Sarah Jones is a British-American fantasy writer and former map librarian. Born in 1987 in Cardiff, she studied folklore and book history at the University of St Andrews, then worked in the British Library's Maps Reading Room before moving to Portland, Oregon, in 2013. Her debut, The Cartographer's Ward (2017), was followed by The Weather Museum (2019) and Paper Labyrinths (2022). She was shortlisted for the 2020 British Fantasy Award for her novella Drowned Bells and has contributed essays on urban folklore to literary journals on both sides of the Atlantic. When not drafting alt-city adventures, she volunteers with a youth book festival, collects 19th-century almanacs, and hikes with a rescued greyhound named Lumen.

Ratings & Reviews

Jules Mbaye
2026-03-05

For my classroom library, this skews to older teens who enjoy lyrical puzzles more than momentum. Several students bounced off the dense terminology around the Lockwrights, and the variable register between technical mapping talk and mythic language may be a barrier.

Content notes include flood death in backstory, claustrophobic tunnels, and scenes of underground confinement. Strong sense of place, but the meandering middle and specialized vocabulary make this a tough sell for reluctant readers.

Erin McAllister
2026-02-15

The novel keeps asking what we choose to keep and what we choose to open. The tension between sealing a tear and inviting a new way of seeing lets the story talk about consent, civic memory, and the costs of maintenance.

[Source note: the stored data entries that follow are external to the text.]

use super::{Annotation, Item, Transaction};
use similar::{capture_diff_slices, Algorithm, DiffOp};

/// Describe how to get from `old` to `new` as a single transaction.
///
/// When `paste_prefix` is set, every inserted character is annotated as
/// pasted content, one paste id per contiguous insertion
/// (`{prefix}-1`, `{prefix}-2`, ...).
pub fn transaction(old: &[Item], new: &[Item], paste_prefix: Option<&str>) -> Transaction {
    let mut tx = Transaction::new();
    let mut pastes = 0;

    for op in capture_diff_slices(Algorithm::Myers, old, new) {
        match op {
            DiffOp::Equal { len, .. } => tx.retain(len),
            DiffOp::Delete {
                old_index, old_len, ..
            } => tx.replace(old[old_index..old_index + old_len].to_vec(), Vec::new()),
            DiffOp::Insert {
                new_index, new_len, ..
            } => {
                let inserted = &new[new_index..new_index + new_len];
                tx.replace(Vec::new(), annotate(inserted, paste_prefix, &mut pastes));
            }
            DiffOp::Replace {
                old_index,
                old_len,
                new_index,
                new_len,
            } => {
                let inserted = &new[new_index..new_index + new_len];
                tx.replace(
                    old[old_index..old_index + old_len].to_vec(),
                    annotate(inserted, paste_prefix, &mut pastes),
                );
            }
        }
    }

    tx
}

fn annotate(items: &[Item], paste_prefix: Option<&str>, pastes: &mut usize) -> Vec<Item> {
    let Some(prefix) = paste_prefix else {
        return items.to_vec();
    };
    *pastes += 1;
    let annotation = Annotation::pasted(format!("{prefix}-{pastes}"));
    items
        .iter()
        .map(|item| match item {
            Item::Char { ch, .. } => Item::Char {
                ch: *ch,
                annotation: Some(annotation.clone()),
            },
            other => other.clone(),
        })
        .collect()
}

I especially liked the echo of "turning the key where no lock should be" as a challenge to inherited blueprints. For a YA audience, that reads as a gentle dare to question maps that others hand you.

Soraya Patel
2026-01-07

Isla reads as a real sixteen, prickly and precise, with grief sitting behind every decision like a quiet passenger. Her pull toward the map is both need and nerve, and the book lets her be wrong before she is brave.

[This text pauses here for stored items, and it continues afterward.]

//! Minimal linear document model consumed by the engine.
//!
//! A document is a flat sequence of [`Item`]s: node open/close markers and
//! characters. Every committed [`Transaction`] is appended to the operation
//! log, which the change extractor squashes and fragments map through.

pub mod diff;
pub mod fragment;
pub mod markdown;
pub mod range;
pub mod transaction;

pub use fragment::Fragment;
pub use range::Range;
pub use transaction::{Bias, Operation, Transaction};

/// Annotation kind attached to pasted content.
pub const PASTE_ANNOTATION: &str = "paste";

#[derive(Debug, thiserror::Error)]
pub enum DocumentError {
    #[error("transaction spans {expected} items but the document has {actual}")]
    LengthMismatch { expected: usize, actual: usize },

    #[error("transaction removes content that does not match the document at offset {offset}")]
    RemovedMismatch { offset: usize },

    #[error("cannot squash operation log: {left} items after one transaction, {right} expected by the next")]
    Squash { left: usize, right: usize },

    #[error("range {range} is outside the document (length {len})")]
    OutOfBounds { range: Range, len: usize },
}

#[derive(Debug, Clone, Copy, PartialEq, Eq, Hash, PartialOrd, Ord)]
pub enum NodeKind {
    Paragraph,
    Heading(u8),
    List,
    ListItem,
    BlockQuote,
}

impl NodeKind {
    /// Leaf containers holding inline content.
    pub fn is_content(&self) -> bool {
        matches!(self, NodeKind::Paragraph | NodeKind::Heading(_))
    }

    pub fn is_heading(&self) -> bool {
        matches!(self, NodeKind::Heading(_))
    }
}

/// Marker carried by a character, e.g. pasted content and its paste event id.
#[derive(Debug, Clone, PartialEq, Eq, Hash, PartialOrd, Ord)]
pub struct Annotation {
    pub kind: String,
    pub id: String,
}

impl Annotation {
    pub fn pasted(id: impl Into<String>) -> Self {
        Self {
            kind: PASTE_ANNOTATION.to_string(),
            id: id.into(),
        }
    }
}

#[derive(Debug, Clone, PartialEq, Eq, Hash, PartialOrd, Ord)]
pub enum Item {
    Open(NodeKind),
    Close(NodeKind),
    Char {
        ch: char,
        annotation: Option<Annotation>,
    },
}

/// A content region: outer range includes the open/close markers, the
/// interior only the inline content.
#[derive(Debug, Clone, Copy, PartialEq, Eq, Hash)]
pub struct ContentNode {
    pub kind: NodeKind,
    pub outer: Range,
    pub interior: Range,
}

pub fn text_items(text: &str, annotation: Option<&Annotation>) -> Vec<Item> {
    text.chars()
        .map(|ch| Item::Char {
            ch,
            annotation: annotation.cloned(),
        })
        .collect()
}

pub fn node_items(kind: NodeKind, text: &str) -> Vec<Item> {
    let mut items = Vec::with_capacity(text.len() + 2);
    items.push(Item::Open(kind));
    items.extend(text_items(text, None));
    items.push(Item::Close(kind));
    items
}

pub fn paragraph_items(text: &str) -> Vec<Item> {
    node_items(NodeKind::Paragraph, text)
}

pub fn heading_items(level: u8, text: &str) -> Vec<Item> {
    node_items(NodeKind::Heading(level), text)
}

#[derive(Debug, Clone, Default)]
pub struct Document {
    items: Vec<Item>,
    history: Vec<Transaction>,
}

impl Document {
    pub fn new(items: Vec<Item>) -> Self {
        Self {
            items,
            history: Vec::new(),
        }
    }

    /// Document made of one paragraph per entry.
    pub fn from_paragraphs(paragraphs: &[&str]) -> Self {
        Self::new(paragraphs.iter().flat_map(|p| paragraph_items(p)).collect())
    }

    pub fn items(&self) -> &[Item] {
        &self.items
    }

    pub fn len(&self) -> usize {
        self.items.len()
    }

    pub fn is_empty(&self) -> bool {
        self.items.is_empty()
    }

    /// Range of the main document, before any internal bookkeeping content.
    pub fn document_range(&self) -> Range {
        Range::new(0, self.items.len())
    }

    /// Number of committed transactions.
    pub fn version(&self) -> usize {
        self.history.len()
    }

    pub fn history(&self) -> &[Transaction] {
        &self.history
    }

    pub fn transactions_since(&self, version: usize) -> &[Transaction] {
        &self.history[version.min(self.history.len())..]
    }

    pub fn commit(&mut self, tx: Transaction) -> Result<(), DocumentError> {
        tx.apply(&mut self.items)?;
        tracing::trace!(version = self.history.len() + 1, "committed transaction");
        self.history.push(tx);
        Ok(())
    }

    /// Squash the log from `version` onwards into one transaction.
    ///
    /// Returns `None` when nothing was committed since `version`.
    pub fn squash_since(&self, version: usize) -> Result<Option<Transaction>, DocumentError> {
        let mut log = self.transactions_since(version).iter().cloned();
        let Some(first) = log.next() else {
            return Ok(None);
        };
        log.try_fold(first, Transaction::compose).map(Some)
    }

    pub fn content_nodes(&self) -> Vec<ContentNode> {
        let mut nodes = Vec::new();
        let mut open: Option<(NodeKind, usize)> = None;
        for (offset, item) in self.items.iter().enumerate() {
            match item {
                Item::Open(kind) if kind.is_content() => open = Some((*kind, offset)),
                Item::Close(kind) if kind.is_content() => {
                    if let Some((open_kind, start)) = open.take() {
                        if open_kind == *kind {
                            nodes.push(ContentNode {
                                kind: open_kind,
                                outer: Range::new(start, offset + 1),
                                interior: Range::new(start + 1, offset),
                            });
                        }
                    }
                }
                _ => {}
            }
        }
        nodes
    }

    /// The content node whose outer range contains `offset`.
    pub fn content_node_at(&self, offset: usize) -> Option<ContentNode> {
        self.content_nodes()
            .into_iter()
            .find(|node| node.outer.contains_offset(offset))
    }

    /// Nearest heading at or before `offset`.
    ///
    /// Single backward scan that stops at the document start.
    pub fn nearest_heading_before(&self, offset: usize) -> Option<ContentNode> {
        if self.items.is_empty() {
            return None;
        }
        let from = offset.min(self.items.len() - 1);
        let start = self.items[..=from]
            .iter()
            .rposition(|item| matches!(item, Item::Open(kind) if kind.is_heading()))?;
        self.content_nodes()
            .into_iter()
            .find(|node| node.outer.start() == start)
    }

    pub fn has_heading_after(&self, offset: usize) -> bool {
        self.items
            .iter()
            .skip(offset)
            .any(|item| matches!(item, Item::Open(kind) if kind.is_heading()))
    }

    /// Plain text of the characters inside `range`.
    pub fn text(&self, range: Range) -> String {
        let end = range.end().min(self.items.len());
        let start = range.start().min(end);
        self.items[start..end]
            .iter()
            .filter_map(|item| match item {
                Item::Char { ch, .. } => Some(*ch),
                _ => None,
            })
            .collect()
    }

    /// Offset of the first character of `needle` inside a content node.
    pub fn find_text(&self, needle: &str) -> Option<usize> {
        self.content_nodes().into_iter().find_map(|node| {
            let text = self.text(node.interior);
            let byte_idx = text.find(needle)?;
            Some(node.interior.start() + text[..byte_idx].chars().count())
        })
    }

    /// Maximal runs of characters annotated with `kind`, as `(id, range)`.
    pub fn annotation_runs(&self, kind: &str) -> Vec<(String, Range)> {
        let mut runs: Vec<(String, Range)> = Vec::new();
        let mut current: Option<(String, usize)> = None;

        for (offset, item) in self.items.iter().enumerate() {
            let id = match item {
                Item::Char {
                    annotation: Some(annotation),
                    ..
                } if annotation.kind == kind => Some(annotation.id.as_str()),
                _ => None,
            };
            match (&current, id) {
                (Some((open_id, _)), Some(id)) if open_id == id => {}
                _ => {
                    if let Some((open_id, start)) = current.take() {
                        runs.push((open_id, Range::new(start, offset)));
                    }
                    current = id.map(|id| (id.to_string(), offset));
                }
            }
        }
        if let Some((open_id, start)) = current {
            runs.push((open_id, Range::new(start, self.items.len())));
        }
        runs
    }

    /// Append to the log without applying, for exercising malformed logs.
    #[cfg(test)]
    pub(crate) fn push_unchecked(&mut self, tx: Transaction) {
        self.history.push(tx);
    }

    fn check_bounds(&self, range: Range) -> Result<(), DocumentError> {
        if range.end() > self.items.len() {
            return Err(DocumentError::OutOfBounds {
                range,
                len: self.items.len(),
            });
        }
        Ok(())
    }

    pub fn insert_items(&mut self, offset: usize, items: Vec<Item>) -> Result<(), DocumentError> {
        self.check_bounds(Range::collapsed(offset))?;
        self.commit(Transaction::insertion(self.items.len(), offset, items))
    }

    pub fn insert_text(&mut self, offset: usize, text: &str) -> Result<(), DocumentError> {
        self.insert_items(offset, text_items(text, None))
    }

    /// Insert text carrying a paste annotation with the given event id.
    pub fn insert_pasted(&mut self, offset: usize, text: &str, id: &str) -> Result<(), DocumentError> {
        self.insert_items(offset, text_items(text, Some(&Annotation::pasted(id))))
    }

    pub fn insert_paragraph(&mut self, offset: usize, text: &str) -> Result<(), DocumentError> {
        self.insert_items(offset, paragraph_items(text))
    }

    pub fn replace_items(&mut self, range: Range, items: Vec<Item>) -> Result<(), DocumentError> {
        let tx = Transaction::replacement(&self.items, range.start(), range.end(), items)?;
        self.commit(tx)
    }

    pub fn replace_text(&mut self, range: Range, text: &str) -> Result<(), DocumentError> {
        self.replace_items(range, text_items(text, None))
    }

    pub fn remove(&mut self, range: Range) -> Result<(), DocumentError> {
        self.replace_items(range, Vec::new())
    }
}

Kade is a great foil, rule taught and duty bound, and their dialogue has clipped humor that keeps the guild lore from feeling heavy. Even the adults around them, like the Annex staff and the keepers of weather lore, sketch in sharp with a line or two.

Luca Figueroa
2025-11-12

Cool premise, sometimes messy delivery.

  • Lyrical city myth tone
  • Inventive map puzzles and sigils
  • Mid quest tunnel scenes repeat beats
  • Final movement hurries past a few consequences

Still worth a read if you love urban secrets and rain-soaked mysteries.

Devin Ng
2025-10-18

Smartly designed chapters mirror the map's folds, each section narrowing into a culvert of choice; then fanning back into possibility. The teen point of view holds steady, and local detail threads through without showboating. A few transitions smear like wet ink in the middle, yet the cadence snaps back in the storm cabinet scenes. Polished, if a touch mannered.

Mara Ellison
2025-09-03

From the first hum of the brass key in Isla's palm, the book thrummed through me. Portland bends into a palimpsest, and street grids shiver like wet vellum. I loved the idea that a mislabeled drawer could tilt an entire city.

I could hear the drowned bells tolling.

The Underfold feels centuries deep yet startlingly close. Stairwells that do not exist wink into being, culverts sing, and the Weather Hall rattles with storm cabinets like organs tuning up. Each landmark we know is shadowed by one we do not, and the map teaches you how to notice.

Isla's determination is not reckless noise but careful courage sharpened by loss. Her barter with municipal myths feels dangerous, and Kade's guild training presses back with believable rules. When the St. Johns cables hum and Powell Butte opens its tunnels, the stakes ring clear.

I finished with goosebumps and the odd sensation that my own streets might be printed twice. This is the kind of YA that makes sidewalks feel like sentences. More, please, and soon.